I shall keep track of this thread as I am a machine knitter. Tips are always interesting!


----------



## Patschi (Feb 27, 2011)

Where were you when I needed you? I donated my knitting machine to Goodwill!!


----------



## LeAnn (Feb 5, 2011)

TIP- When knitting a hem that you will have to hang later on do the first row with slip stitches on every other needle and then when you have to hang the hem pick up the slipped stitch and hang on every other needle. For machines with a 'slip' knob you put every other needle (EON) all the way forward and knit the row then put knob back to your regular knitting. On a USM machine pull EON all the way to forward, the carriage will put a loop over the needles, you will have to push the needles back to let the loop slide down under the needle, then put them into working position with the latches open and continue knitting. LA


----------



## LeAnn (Feb 5, 2011)

TIP- another trick for hems is this; Say you have 20 rows total for the hem, knit 10 rows 1 full setting tighter, knit one row, 1 setting looser, knit 9 rows normal setting. This makes the back side of the hem pull up a little, the loose row makes a nice turning row. This hem will lay flatter than just knitting the hem all on the same tension. On USM just change the keyplate to the next size. Try a swatch to see how you like it. LA


----------



## LeAnn (Feb 5, 2011)

TIP- on the USM try doing the ribbing last on sweaters/cardigans and doing a backstitch bind off. It makes for a nicer finish on the ribbing. You have to leave the Hem/waste yarn on so you can rehang the item.


----------



## LeAnn (Feb 5, 2011)

Request for a tip- I have a Silver Reed standard gauge and I found a pattern for doing hairpin lace but the instructions are for a Brother. I don't know what the settings on a Brother mean to translate into my machine. If someone could post what all the buttons mean on a Brother that would be great. Thanks!


----------



## yona (Feb 7, 2011)

What a blessing to see ur post today as I have been wanting to buy a knitting machine to use for my stockinette stich knitting w/no patterns, but, don't know which to choose from the myriad of choices available. I've also looked on Ebay & saw quite a few but was afraid to bid not knowing the quality etc... being offered & would REALLY, REALLY, APPRECIATE getting advice from an expert like you. Thank you so much in advance. Yona


----------



## deemail (Jan 25, 2011)

i can see in your videos that you have something marked on the front edge of your machine...is it needles or for the particular pattern you are making, or for something i haven't thought of? I mark with sharpies on the metal part of my machine (oil takes it right off) for temporary stuff but was wondering what you had figured out?


----------



## clogden21 (Jan 25, 2011)

If you are talking to me, I put masking tape on my machine then I can write out part of the pattern on that.
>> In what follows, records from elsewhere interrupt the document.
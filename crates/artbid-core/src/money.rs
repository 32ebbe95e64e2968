//! # Money Module
//!
//! Provides the `Money` type for prices and bids.
//!
//! Artwork prices and bid amounts are whole currency units. They are stored
//! as `INTEGER` columns, and the pricing engine only ever produces integers,
//! so there is no minor unit here.
//!
//! ## Usage
//! ```rust
//! use artbid_core::money::Money;
//!
//! let price = Money::from_units(1400);
//! let framed = price + Money::from_units(100);
//! assert_eq!(framed.units(), 1500);
//! assert_eq!(framed.to_string(), "1,500");
//! ```

use serde::{Deserialize, Serialize};
use std::fmt;
use std::ops::Add;
use ts_rs::TS;

// =============================================================================
// Money Type
// =============================================================================

/// A monetary value in whole currency units.
///
/// ## Where Money is Used
/// ```text
/// PricingInput ──► compute_price() ──► Artwork.price ──► bid floor
///                                                            │
///                                       Bid.bid_price ◄──────┘
/// ```
#[derive(Debug, Clone, Copy, PartialEq, Eq, PartialOrd, Ord, Hash, Serialize, Deserialize, TS)]
#[ts(export)]
pub struct Money(i64);

impl Money {
    /// Creates a Money value from whole units.
    #[inline]
    pub const fn from_units(units: i64) -> Self {
        Money(units)
    }

    /// Returns the value in whole units.
    #[inline]
    pub const fn units(&self) -> i64 {
        self.0
    }

    /// Returns zero money value.
    ///
    /// ## Example
    /// ```rust
    /// use artbid_core::money::Money;
    ///
    /// assert!(Money::zero().is_zero());
    /// ```
    #[inline]
    pub const fn zero() -> Self {
        Money(0)
    }

    /// Checks if the value is zero.
    #[inline]
    pub const fn is_zero(&self) -> bool {
        self.0 == 0
    }
}

/// Display groups thousands with commas: `700000` → `700,000`.
impl fmt::Display for Money {
    fn fmt(&self, f: &mut fmt::Formatter<'_>) -> fmt::Result {
        let digits = self.0.unsigned_abs().to_string();
        let mut grouped = String::with_capacity(digits.len() + digits.len() / 3);
        for (idx, ch) in digits.chars().enumerate() {
            if idx > 0 && (digits.len() - idx) % 3 == 0 {
                grouped.push(',');
            }
            grouped.push(ch);
        }
        if self.0 < 0 {
            write!(f, "-{}", grouped)
        } else {
            write!(f, "{}", grouped)
        }
    }
}

impl Default for Money {
    fn default() -> Self {
        Money::zero()
    }
}

impl Add for Money {
    type Output = Self;

    #[inline]
    fn add(self, other: Self) -> Self {
        Money(self.0 + other.0)
    }
}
when done, i peel off the tape and move one.



deemail said:


> i can see in your videos that you have something marked on the front edge of your machine...is it needles or for the particular pattern you are making, or for something i haven't thought of? I mark with sharpies on the metal part of my machine (oil takes it right off) for temporary stuff but was wondering what you had figured out?


----------



## deemail (Jan 25, 2011)

clogden21 said:


> If you are talking to me, I put masking tape on my machine then I can write out part of the pattern on that.
> 
> when done, i peel off the tape and move one.
> 
> ...


thank you, i see i should have put your name in the question, and i am glad to see this is a temporary marking method. i have used washable markers on the bed but you have to renew them periodically or they wear off...this sounds like it would last longer...will pass on to my KM buddy...thanks..


----------



## HudsonNana (Mar 13, 2011)

I also own a USM and a standard Studio 320 and I'm really interested in learning how to use both. Thanks so much for this forum, its the best.


----------



## deemail (Jan 25, 2011)

For those of you who do the 'faux' ribbing at the neck, wrist or hipline of sweaters. look through the circular needles that you have or can find in a thrift shop. you want the old ones that have metal flexible cables. they have been out of favor for a long time, but on the other hand, they don't wear out so are still out there. when you have finished your rib (which is the drop alternate st, folded over type) insert the circ metal needle into the line of the fold. Pull firmly away from the sweater body. It will automatically go into a nice circle and you can steam over the fold, which will now be perfectly round. the metal cable will not be damaged. i just have one but it's pretty much all i use it for.


----------



## helenr1 (Jan 7, 2013)

LeAnne, I have often wished someone with both Brother and Singer knitting machines would do just that! Especially for newbies who are so anxious and ready to learn.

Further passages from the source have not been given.